Что-то нежно звучащее в груди хотелось ему сберечь, не растревожить, не спугнуть даже своим голосом.
– Я, брат Афоня, не лаюсь – я душой вою и скулю. До чего же паскудно мы, человеки, своею жизнью распоряжаемся! А слова всякие уж сами по себе, извиняй и не казни, выскакивают на волю. Я им не хозяин, если душа ослабла и растеклась. Слюнями, ли чё ли. Мать вашу, чего уж теперь рассусоливаться в откровениях! Слышь, Лысый?
– Ну?
– Гну! Про Америку мне чтоб больше не пел соловушкой. Погань она в золотистой обёртке. И ради денег, придёт час, саму себя сожрёт и не подавится.
– Пел и буду петь, потому что уважаю. А твои слова – брехня и зависть. И Россию нашу матушку уважаю. И – люблю. Но люблю горчащей любовью. Как водку, наверно.
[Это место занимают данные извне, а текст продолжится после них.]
impl FrameBuffer {
    fn new(w: usize, h: usize) -> Self {
        FrameBuffer { width: w, height: h, cells: vec![Cell::BLANK; w * h] }
    }

    fn resize(&mut self, w: usize, h: usize) {
        if self.width != w || self.height != h {
            *self = FrameBuffer::new(w, h);
        }
    }

    fn clear(&mut self) {
        self.cells.fill(Cell::BLANK);
    }

    fn set(&mut self, x: usize, y: usize, cell: Cell) {
        if x < self.width && y < self.height {
            self.cells[y * self.width + x] = cell;
        }
    }

    fn get(&self, x: usize, y: usize) -> Cell {
        if x < self.width && y < self.height {
            self.cells[y * self.width + x]
        } else {
            Cell::BLANK
        }
    }

    fn put_str(&mut self, x: usize, y: usize, s: &str, fg: Color, bg: Color) {
        for (i, ch) in s.chars().enumerate() {
            if x + i >= self.width { break; }
            self.set(x + i, y, Cell::new(ch, fg, bg));
        }
    }

    fn fill_row(&mut self, y: usize, bg: Color) {
        for x in 0..self.width {
            self.set(x, y, Cell::new(' ', Color::White, bg));
        }
    }

    fn put_centered(&mut self, y: usize, s: &str, fg: Color) {
        let x = self.width.saturating_sub(s.chars().count()) / 2;
        self.put_str(x, y, s, fg, Color::Reset);
    }
}

// ── Layout / palette ──

const CELL_W: usize = 2;
const HUD_ROW: usize = 0;
const MAP_ROW: usize = 3;
/// Rows below the map: gap, message, gap, help.
const FOOTER_ROWS: usize = 4;

/// Minimum visibility at which a sentry is drawn.
const SENTRY_VISIBLE: f32 = 0.2;
/// Below this a tile is not drawn at all.
const TILE_VISIBLE: f32 = 0.02;

const HUD_BG: Color = Color::Rgb { r: 12, g: 28, b: 44 };
const HILITE: Color = Color::Rgb { r: 90, g: 230, b: 210 };
const GOLD: Color = Color::Rgb { r: 255, g: 210, b: 70 };
const DANGER: Color = Color::Rgb { r: 255, g: 70, b: 70 };
const DIM: Color = Color::DarkGrey;

type Rgb = (u8, u8, u8);

const WALL_RGB: Rgb = (70, 110, 140);
const FLOOR_RGB: Rgb = (40, 70, 90);
const RING_PLAYER_BG: Color = Color::Rgb { r: 20, g: 70, b: 80 };
const RING_DECOY_BG: Color = Color::Rgb { r: 70, g: 50, b: 20 };

/// Scale an RGB color by visibility; never fully black so fading tiles
/// stay readable until they drop under `TILE_VISIBLE`.
fn shade((r, g, b): Rgb, vis: f32) -> Color {
    let k = 0.25 + 0.75 * vis.clamp(0.0, 1.0);
    Color::Rgb {
        r: (r as f32 * k) as u8,
        g: (g as f32 * k) as u8,
        b: (b as f32 * k) as u8,
    }
}

/// First visible world coordinate along one axis, keeping `focus` centred
/// where the map is larger than the view.
fn viewport_start(focus: i32, world: usize, view: usize) -> i32 {
    let max_start = world.saturating_sub(view) as i32;
    (focus - view as i32 / 2).clamp(0, max_start)
}

// ── Renderer ──

pub struct Renderer {
    writer: BufWriter<io::Stdout>,
    front: FrameBuffer,
    back: FrameBuffer,
    term_w: usize,
    term_h: usize,
    last_screen: Option<Screen>,
    keyboard_enhanced: bool,
}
– Да пошёл ты, Леннон Буддович Конфуциев! – ещё шире зевнул и даже потянулся, будто после сна, Пётр. – Нет, чтобы тоску разогнать, повеселить нас, маслицем оптимизма сдобрить нашу скудную и корявую житуху, ты, на, по самое не хочу замутил мозгу́ и душу. Эй, эй, Михусь: опять, пацан, нюнишь, ли чё ли?
Михусь, резко отвернув книзу голову, промолчал. Затаённо лежал на земле с поджатыми губами, скрючившись руками и ногами к самому подбородку, и казался маленьким, беззащитным, брошенным созданием. Видимо, так лежать было теплее: по земле всё же тянуло от пабереги нагущавшимися к утру стынью и промозглостью.
Сергей неожиданно потрепал его по голове, но не грубо – поглаживающим скользом:
– Совсем на мальца стал похож ты, Михуська. Считай, что в брюхе у мамки сидишь. Чуть напряг с её стороны – и ты вот он: выскочил на свет божий. И получится, что наново родился, братишка. Хотя погоди-кась: может быть, твоё новое рождение уже и произошло, да мы за разговорами и моим трёпом не заметили, когда именно этакая невидаль случилась. Как бы то ни было, а мамка твоя отныне она – Ангара, и народился ты в славном и добром селе Единке. Чуешь ли, что не по-ранешному ты себя ощущаешь, каким-то, что ли, новеньким стал, в груди полегчело? Чуешь, Михусь, а? Скажи, пожалуйста, не молчи.
– Угу.
– То-то же. И я про себя чую что-то такое и этакое. Зачем-то, будто по-чьёму-то велению или благословению, распластался я душой перед вами, распрямился, наконец-то, да встряхнулся ею – пыль с заразой всякой, поналипшая за годы беспутной жизни и отсидки, слетела, отскочила. Отскочила, как, наверное, блохи или клопы после посыпки дустом.